PROBLEM REQUIREMENTS:
What is wanted is an exact copy of the lines from the top of the listing through the line containing "pub fn is_object_like(&self)".

DATASET EXCERPTS:
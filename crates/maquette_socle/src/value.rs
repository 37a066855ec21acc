//! Prop value tree.
//!
//! Component props carry a small dynamic value type instead of raw JSON so
//! that aliasing is expressible: [`Value::Shared`] wraps a node in a
//! reference-counted mutable cell, letting several owners observe a single
//! mutation and making self-referential structures constructible. The
//! snapshot writer in [`crate::snapshot`] tolerates those by skipping nodes
//! it has already visited.

use std::cell::{Ref, RefCell, RefMut};
use std::fmt;
use std::rc::Rc;

use compact_str::{CompactString, ToCompactString};
use indexmap::IndexMap;

use crate::snapshot;

/// Insertion-ordered map used for object-shaped values.
pub type ValueMap = IndexMap<CompactString, Value>;

/// A single dynamic prop value.
#[derive(Clone, Debug, Default)]
pub enum Value {
    #[default]
    Null,
    Bool(bool),
    Int(i64),
    Float(f64),
    Str(CompactString),
    List(Vec<Value>),
    Map(ValueMap),
    Shared(SharedValue),
}

impl Value {
    /// Empty object-shaped value.
    pub fn map() -> Value {
        Value::Map(ValueMap::new())
    }

    /// Wrap a value in a shared mutable cell.
    pub fn shared(value: Value) -> Value {
        Value::Shared(SharedValue::new(value))
    }

    /// True for object-shaped values, which cannot be spliced into markup
    /// as text. Shared cells delegate to their current content.
    pub fn is_object_like(&self) -> bool {
        match self {
            Value::Map(_) => true,
            Value::Shared(cell) => cell.borrow().is_object_like(),
            _ => false,
        }
    }

    /// The text spliced into markup when this value fills a template token.
    ///
    /// Strings are used bare, `Null` reads `null`, numbers and booleans use
    /// their canonical form, and lists serialize to compact JSON text.
    pub fn to_display(&self) -> CompactString {
        match self {
            Value::Null => "null".into(),
            Value::Bool(flag) => if *flag { "true" } else { "false" }.into(),
            Value::Int(n) => n.to_compact_string(),
            Value::Float(f) => {
                if f.is_finite() {
                    f.to_compact_string()
                } else {
                    "null".into()
                }
            }
            Value::Str(s) => s.clone(),
            Value::List(_) | Value::Map(_) => snapshot::value_text(self).into(),
            Value::Shared(cell) => {
                let inner = cell.borrow();
                match &*inner {
                    // Nested cells go through the cycle-safe writer.
                    Value::Shared(_) => snapshot::value_text(self).into(),
                    other => other.to_display(),
                }
            }
        }
    }

    pub fn as_bool(&self) -> Option<bool> {
        match self {
            Value::Bool(flag) => Some(*flag),
            _ => None,
        }
    }

    pub fn as_int(&self) -> Option<i64> {
        match self {
            Value::Int(n) => Some(*n),
            _ => None,
        }
    }

    pub fn as_float(&self) -> Option<f64> {
        match self {
            Value::Float(f) => Some(*f),
            Value::Int(n) => Some(*n as f64),
            _ => None,
        }
    }

    pub fn as_str(&self) -> Option<&str> {
        match self {
            Value::Str(s) => Some(s),
            _ => None,
        }
    }

    pub fn as_list(&self) -> Option<&[Value]> {
        match self {
            Value::List(items) => Some(items),
            _ => None,
        }
    }

    pub fn as_map(&self) -> Option<&ValueMap> {
        match self {
            Value::Map(entries) => Some(entries),
            _ => None,
        }
    }

    /// Entry lookup on object-shaped values.
    pub fn get(&self, key: &str) -> Option<&Value> {
        self.as_map().and_then(|entries| entries.get(key))
    }

    /// Convert into plain JSON, replacing already-visited shared cells with
    /// `null` so cyclic structures terminate.
    pub fn to_json(&self) -> serde_json::Value {
        let mut visited = rustc_hash::FxHashSet::default();
        self.to_json_inner(&mut visited)
    }

    fn to_json_inner(&self, visited: &mut rustc_hash::FxHashSet<usize>) -> serde_json::Value {
        match self {
            Value::Null => serde_json::Value::Null,
            Value::Bool(flag) => serde_json::Value::Bool(*flag),
            Value::Int(n) => serde_json::Value::from(*n),
            Value::Float(f) => {
                serde_json::Number::from_f64(*f).map_or(serde_json::Value::Null, serde_json::Value::Number)
            }
            Value::Str(s) => serde_json::Value::String(s.to_string()),
            Value::List(items) => {
                serde_json::Value::Array(items.iter().map(|item| item.to_json_inner(visited)).collect())
            }
            Value::Map(entries) => serde_json::Value::Object(
                entries
                    .iter()
                    .map(|(key, entry)| (key.to_string(), entry.to_json_inner(visited)))
                    .collect(),
            ),
            Value::Shared(cell) => {
                if visited.insert(cell.ptr_key()) {
                    cell.borrow().to_json_inner(visited)
                } else {
                    serde_json::Value::Null
                }
            }
        }
    }

    /// Build a value from plain JSON.
    pub fn from_json(json: &serde_json::Value) -> Value {
        match json {
            serde_json::Value::Null => Value::Null,
            serde_json::Value::Bool(flag) => Value::Bool(*flag),
            serde_json::Value::Number(n) => {
                if let Some(int) = n.as_i64() {
                    Value::Int(int)
                } else {
                    Value::Float(n.as_f64().unwrap_or(f64::NAN))
                }
            }
            serde_json::Value::String(s) => Value::Str(s.into()),
            serde_json::Value::Array(items) => Value::List(items.iter().map(Value::from_json).collect()),
            serde_json::Value::Object(entries) => Value::Map(
                entries
                    .iter()
                    .map(|(key, entry)| (CompactString::from(key), Value::from_json(entry)))
                    .collect(),
            ),
        }
    }
}

impl From<bool> for Value {
    fn from(flag: bool) -> Self {
        Value::Bool(flag)
    }
}

impl From<i64> for Value {
    fn from(n: i64) -> Self {
        Value::Int(n)
    }
}

impl From<i32> for Value {
    fn from(n: i32) -> Self {
        Value::Int(n.into())
    }
}

impl From<u32> for Value {
    fn from(n: u32) -> Self {
        Value::Int(n.into())
    }
}

impl From<usize> for Value {
    fn from(n: usize) -> Self {
        Value::Int(n as i64)
    }
}

impl From<f64> for Value {
    fn from(f: f64) -> Self {
        Value::Float(f)
    }
}

impl From<&str> for Value {
    fn from(s: &str) -> Self {
        Value::Str(s.into())
    }
}

impl From<String> for Value {
    fn from(s: String) -> Self {
        Value::Str(s.into())
    }
}

impl From<CompactString> for Value {
    fn from(s: CompactString) -> Self {
        Value::Str(s)
    }
}

impl From<Vec<Value>> for Value {
    fn from(items: Vec<Value>) -> Self {
        Value::List(items)
    }
}

impl From<ValueMap> for Value {
    fn from(entries: ValueMap) -> Self {
        Value::Map(entries)
    }
}

impl From<SharedValue> for Value {
    fn from(cell: SharedValue) -> Self {
        Value::Shared(cell)
    }
}

impl From<&serde_json::Value> for Value {
    fn from(json: &serde_json::Value) -> Self {
        Value::from_json(json)
    }
}

impl FromIterator<Value> for Value {
    fn from_iter<I: IntoIterator<Item = Value>>(items: I) -> Self {
        Value::List(items.into_iter().collect())
    }
}

// Serde support goes through the JSON bridge so that shared cells and cycles
// serialize with the same null-on-revisit rule as everything else.
impl serde::Serialize for Value {
    fn serialize<S>(&self, serializer: S) -> Result<S::Ok, S::Error>
    where
        S: serde::Serializer,
    {
        self.to_json().serialize(serializer)
    }
}

impl<'de> serde::Deserialize<'de> for Value {
    fn deserialize<D>(deserializer: D) -> Result<Self, D::Error>
    where
        D: serde::Deserializer<'de>,
    {
        let json = serde_json::Value::deserialize(deserializer)?;
        Ok(Value::from_json(&json))
    }
}

/// Reference-counted mutable cell shared between prop owners.
#[derive(Clone)]
pub struct SharedValue(Rc<RefCell<Value>>);

impl SharedValue {
    pub fn new(value: Value) -> Self {
        SharedValue(Rc::new(RefCell::new(value)))
    }

    pub fn borrow(&self) -> Ref<'_, Value> {
        self.0.borrow()
    }

    pub fn borrow_mut(&self) -> RefMut<'_, Value> {
        self.0.borrow_mut()
    }

    /// Replace the cell content, visible through every clone.
    pub fn set(&self, value: Value) {
        *self.0.borrow_mut() = value;
    }

    /// Clone of the current content.
    pub fn get(&self) -> Value {
        self.0.borrow().clone()
    }

    /// Cell address, used by the snapshot writer to detect revisits.
    pub fn ptr_key(&self) -> usize {
        Rc::as_ptr(&self.0) as *const () as usize
    }
}

impl Default for SharedValue {
    fn default() -> Self {
        SharedValue::new(Value::Null)
    }
}

// Cells can be cyclic, so Debug prints the address instead of recursing.
impl fmt::Debug for SharedValue {
    fn fmt(&self, f: &mut fmt::Formatter<'_>) -> fmt::Result {
        write!(f, "SharedValue({:p})", Rc::as_ptr(&self.0))
    }
}

#[cfg(test)]
mod tests {
    use super::*;

    #[test]
    fn test_scalar_display_forms() {
        assert_eq!(Value::Null.to_display(), "null");
        assert_eq!(Value::from(true).to_display(), "true");
        assert_eq!(Value::from(42).to_display(), "42");
        assert_eq!(Value::from(2.5).to_display(), "2.5");
        assert_eq!(Value::from("plain text").to_display(), "plain text");
    }

    #[test]
    fn test_list_displays_as_json() {
        let list = Value::from(vec![Value::from(1), Value::from("two")]);
        assert_eq!(list.to_display(), r#"[1,"two"]"#);
    }

    #[test]
    fn test_object_like_detection() {
        assert!(Value::map().is_object_like());
        assert!(Value::shared(Value::map()).is_object_like());
        assert!(!Value::from("text").is_object_like());
        assert!(!Value::from(vec![Value::map()]).is_object_like());
    }

    #[test]
    fn test_shared_mutation_visible_through_clones() {
        let cell = SharedValue::new(Value::from(1));
        let alias = cell.clone();
        cell.set(Value::from(2));
        assert_eq!(alias.get().as_int(), Some(2));
    }

    #[test]
    fn test_json_round_trip() {
        let json = serde_json::json!({"name": "Ada", "tags": ["a", "b"], "age": 36});
        let value = Value::from_json(&json);
        assert_eq!(value.get("name").and_then(Value::as_str), Some("Ada"));
        assert_eq!(value.to_json(), json);
    }

    #[test]
    fn test_serde_round_trip() {
        let value = Value::Map(
            [
                ("label".into(), Value::from("Save")),
                ("count".into(), Value::from(3)),
            ]
            .into_iter()
            .collect(),
        );
        let text = serde_json::to_string(&value).unwrap();
        assert_eq!(text, r#"{"label":"Save","count":3}"#);

        let back: Value = serde_json::from_str(&text).unwrap();
        assert_eq!(back.get("count").and_then(Value::as_int), Some(3));
    }

    #[test]
    fn test_cyclic_value_to_json_terminates() {
        let cell = SharedValue::new(Value::map());
        let mut entries = ValueMap::new();
        entries.insert("me".into(), Value::Shared(cell.clone()));
        cell.set(Value::Map(entries));

        let json = Value::Shared(cell).to_json();
        assert_eq!(json, serde_json::json!({"me": null}));
    }
}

SOLUTION TO THIS TASK:
filename crates/maquette_socle/src/value.rs
repository 37a066855ec21acc
//! Prop value tree.
//!
//! Component props carry a small dynamic value type instead of raw JSON so
//! that aliasing is expressible: [`Value::Shared`] wraps a node in a
//! reference-counted mutable cell, letting several owners observe a single
//! mutation and making self-referential structures constructible. The
//! snapshot writer in [`crate::snapshot`] tolerates those by skipping nodes
//! it has already visited.

use std::cell::{Ref, RefCell, RefMut};
use std::fmt;
use std::rc::Rc;

use compact_str::{CompactString, ToCompactString};
use indexmap::IndexMap;

use crate::snapshot;

/// Insertion-ordered map used for object-shaped values.
pub type ValueMap = IndexMap<CompactString, Value>;

/// A single dynamic prop value.
#[derive(Clone, Debug, Default)]
pub enum Value {
    #[default]
    Null,
    Bool(bool),
    Int(i64),
    Float(f64),
    Str(CompactString),
    List(Vec<Value>),
    Map(ValueMap),
    Shared(SharedValue),
}

impl Value {
    /// Empty object-shaped value.
    pub fn map() -> Value {
        Value::Map(ValueMap::new())
    }

    /// Wrap a value in a shared mutable cell.
    pub fn shared(value: Value) -> Value {
        Value::Shared(SharedValue::new(value))
    }

    /// True for object-shaped values, which cannot be spliced into markup
    /// as text. Shared cells delegate to their current content.
    pub fn is_object_like(&self) -> bool {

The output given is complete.